----- Material for this task -----

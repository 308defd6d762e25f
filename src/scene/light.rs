use glam::{Mat4, Vec3};

use crate::scene::frustum::Frustum;
use crate::scene::transform::Transform;

/// Near plane for every per-light shadow camera. Far is the light's reach.
pub const SHADOW_NEAR_PLANE: f32 = 0.1;

const DEFAULT_SHADOW_FOV: f32 = std::f32::consts::FRAC_PI_2;

#[derive(Clone, Copy, Debug, PartialEq)]
pub enum LightKind {
    Point,
    Spot {
        /// Half-angle of the cone, radians.
        cone_angle: f32,
        cone_exp: f32,
    },
    Directional {
        area_size: f32,
    },
}

/// One scene light. Lights live in an ordered list on the scene: batching and
/// shadow-slot assignment both walk them in scene order.
#[derive(Clone, Debug)]
pub struct Light {
    pub transform: Transform,
    pub kind: LightKind,
    pub color: Vec3,
    pub intensity: f32,
    pub max_distance: f32,
    pub visible: bool,
    pub cast_shadows: bool,
    pub shadow_bias: f32,
    /// Horizontal tile index in the shadow atlas; `None` until assigned.
    pub shadow_slot: Option<u32>,
    /// Lazily created on first shadow computation, then persistent.
    pub shadow_camera: Option<ShadowCamera>,
}

impl Light {
    pub fn new(kind: LightKind, transform: Transform) -> Self {
        Self {
            transform,
            kind,
            color: Vec3::ONE,
            intensity: 1.0,
            max_distance: 100.0,
            visible: true,
            cast_shadows: false,
            shadow_bias: 0.001,
            shadow_slot: None,
            shadow_camera: None,
        }
    }

    pub fn with_color(mut self, color: Vec3) -> Self {
        self.color = color;
        self
    }

    pub fn with_intensity(mut self, intensity: f32) -> Self {
        self.intensity = intensity;
        self
    }

    pub fn with_max_distance(mut self, max_distance: f32) -> Self {
        self.max_distance = max_distance;
        self
    }

    pub fn with_shadows(mut self, bias: f32) -> Self {
        self.cast_shadows = true;
        self.shadow_bias = bias;
        self
    }

    pub fn position(&self) -> Vec3 {
        self.transform.translation
    }

    /// Full vertical field of view for this light's shadow camera: twice the
    /// cone half-angle for spots, a fixed 90° otherwise.
    pub fn shadow_fov(&self) -> f32 {
        match self.kind {
            LightKind::Spot { cone_angle, .. } => 2.0 * cone_angle,
            _ => DEFAULT_SHADOW_FOV,
        }
    }

    /// Idempotent lazy init of the owned shadow camera.
    pub fn ensure_shadow_camera(&mut self) {
        if self.shadow_camera.is_none() {
            self.shadow_camera = Some(ShadowCamera::default());
        }
    }

    /// Re-aim the shadow camera at the light's current pose and return it.
    pub fn refresh_shadow_camera(&mut self) -> &ShadowCamera {
        self.ensure_shadow_camera();
        let fov = self.shadow_fov();
        let far = self.max_distance;
        let position = self.transform.translation;
        let forward = self.transform.forward();
        let up = self.transform.up();

        let camera = self.shadow_camera.as_mut().unwrap();
        camera.update(fov, SHADOW_NEAR_PLANE, far, position, forward, up);
        camera
    }
}

/// Depth-only camera owned by a shadow-casting light. Square aspect: every
/// atlas tile is square.
#[derive(Clone, Copy, Debug)]
pub struct ShadowCamera {
    pub fov_y: f32,
    pub near: f32,
    pub far: f32,
    pub view_proj: Mat4,
}

impl Default for ShadowCamera {
    fn default() -> Self {
        Self {
            fov_y: DEFAULT_SHADOW_FOV,
            near: SHADOW_NEAR_PLANE,
            far: 100.0,
            view_proj: Mat4::IDENTITY,
        }
    }
}

impl ShadowCamera {
    pub fn update(
        &mut self,
        fov_y: f32,
        near: f32,
        far: f32,
        position: Vec3,
        forward: Vec3,
        up: Vec3,
    ) {
        self.fov_y = fov_y;
        self.near = near;
        self.far = far;
        let proj = Mat4::perspective_rh(fov_y, 1.0, near, far);
        let view = Mat4::look_at_rh(position, position + forward, up);
        self.view_proj = proj * view;
    }

    pub fn frustum(&self) -> Frustum {
        Frustum::from_view_proj(self.view_proj)
    }
}
use std::collections::HashMap;

use crate::renderer::internal::RenderContext;
use crate::renderer::{AlphaMode, Depth, Vertex};

/// Blend state for one scene draw. `Accumulate` is the additive state used by
/// every light batch after the first.
#[derive(Debug, Clone, Copy, PartialEq, Eq, Hash)]
pub(crate) enum BlendKind {
    Opaque,
    Alpha,
    Accumulate,
}

impl BlendKind {
    pub(crate) fn for_material(mode: AlphaMode) -> Self {
        match mode {
            AlphaMode::Blend => Self::Alpha,
            _ => Self::Opaque,
        }
    }

    fn state(self) -> Option<wgpu::BlendState> {
        match self {
            Self::Opaque => None,
            Self::Alpha => Some(wgpu::BlendState::ALPHA_BLENDING),
            Self::Accumulate => Some(wgpu::BlendState {
                color: wgpu::BlendComponent {
                    src_factor: wgpu::BlendFactor::SrcAlpha,
                    dst_factor: wgpu::BlendFactor::One,
                    operation: wgpu::BlendOperation::Add,
                },
                alpha: wgpu::BlendComponent {
                    src_factor: wgpu::BlendFactor::One,
                    dst_factor: wgpu::BlendFactor::One,
                    operation: wgpu::BlendOperation::Add,
                },
            }),
        }
    }
}

#[derive(Debug, Clone, Copy, PartialEq, Eq, Hash)]
pub(crate) struct PipelineKey {
    pub(crate) blend: BlendKind,
    pub(crate) two_sided: bool,
}

/// All color-pass pipeline permutations, built once up front. Depth compare
/// is LessEqual everywhere so accumulation batches pass depth-equal
/// fragments; state never leaks between draws because each draw sets its own
/// pipeline.
pub(crate) struct ScenePipelines {
    pipelines: HashMap<PipelineKey, wgpu::RenderPipeline>,
    pub(crate) material_layout: wgpu::BindGroupLayout,
}

impl ScenePipelines {
    pub(crate) fn new(
        context: &RenderContext,
        scene_layout: &wgpu::BindGroupLayout,
        object_layout: &wgpu::BindGroupLayout,
        lights_layout: &wgpu::BindGroupLayout,
    ) -> Self {
        let device = &context.device;

        let material_layout = device.create_bind_group_layout(&wgpu::BindGroupLayoutDescriptor {
            label: Some("MaterialBindLayout"),
            entries: &[
                texture_entry(0),
                texture_entry(1),
                texture_entry(2),
                texture_entry(3),
                wgpu::BindGroupLayoutEntry {
                    binding: 4,
                    visibility: wgpu::ShaderStages::FRAGMENT,
                    ty: wgpu::BindingType::Sampler(wgpu::SamplerBindingType::Filtering),
                    count: None,
                },
            ],
        });

        let shader = device.create_shader_module(wgpu::ShaderModuleDescriptor {
            label: Some("SceneShader"),
            source: wgpu::ShaderSource::Wgsl(include_str!("../../shader/scene.wgsl").into()),
        });

        let pipeline_layout = device.create_pipeline_layout(&wgpu::PipelineLayoutDescriptor {
            label: Some("ScenePipelineLayout"),
            bind_group_layouts: &[scene_layout, object_layout, lights_layout, &material_layout],
            push_constant_ranges: &[],
        });

        let mut pipelines = HashMap::new();
        for blend in [BlendKind::Opaque, BlendKind::Alpha, BlendKind::Accumulate] {
            for two_sided in [false, true] {
                let key = PipelineKey { blend, two_sided };
                pipelines.insert(
                    key,
                    Self::create_pipeline(context, &pipeline_layout, &shader, key),
                );
            }
        }

        Self {
            pipelines,
            material_layout,
        }
    }

    pub(crate) fn get(&self, key: PipelineKey) -> &wgpu::RenderPipeline {
        &self.pipelines[&key]
    }

    fn create_pipeline(
        context: &RenderContext,
        layout: &wgpu::PipelineLayout,
        shader: &wgpu::ShaderModule,
        key: PipelineKey,
    ) -> wgpu::RenderPipeline {
        context
            .device
            .create_render_pipeline(&wgpu::RenderPipelineDescriptor {
                label: Some("ScenePipeline"),
                layout: Some(layout),
                vertex: wgpu::VertexState {
                    module: shader,
                    entry_point: Some("vs_main"),
                    buffers: &[Vertex::layout()],
                    compilation_options: Default::default(),
                },
                fragment: Some(wgpu::FragmentState {
                    module: shader,
                    entry_point: Some("fs_main"),
                    targets: &[Some(wgpu::ColorTargetState {
                        format: context.config.format,
                        blend: key.blend.state(),
                        write_mask: wgpu::ColorWrites::ALL,
                    })],
                    compilation_options: Default::default(),
                }),
                primitive: wgpu::PrimitiveState {
                    topology: wgpu::PrimitiveTopology::TriangleList,
                    cull_mode: if key.two_sided {
                        None
                    } else {
                        Some(wgpu::Face::Back)
                    },
                    front_face: wgpu::FrontFace::Ccw,
                    ..Default::default()
                },
                depth_stencil: Some(wgpu::DepthStencilState {
                    format: Depth::FORMAT,
                    depth_write_enabled: true,
                    depth_compare: wgpu::CompareFunction::LessEqual,
                    stencil: wgpu::StencilState::default(),
                    bias: wgpu::DepthBiasState::default(),
                }),
                multisample: wgpu::MultisampleState::default(),
                multiview: None,
                cache: None,
            })
    }
}

fn texture_entry(binding: u32) -> wgpu::BindGroupLayoutEntry {
    wgpu::BindGroupLayoutEntry {
        binding,
        visibility: wgpu::ShaderStages::FRAGMENT,
        ty: wgpu::BindingType::Texture {
            sample_type: wgpu::TextureSampleType::Float { filterable: true },
            view_dimension: wgpu::TextureViewDimension::D2,
            multisampled: false,
        },
        count: None,
    }
}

-----

**Prompt:** The answer must consist of every line above that contains the word "label".

**Response to the task:**
            label: Some("MaterialBindLayout"),
            label: Some("SceneShader"),
            label: Some("ScenePipelineLayout"),
                label: Some("ScenePipeline"),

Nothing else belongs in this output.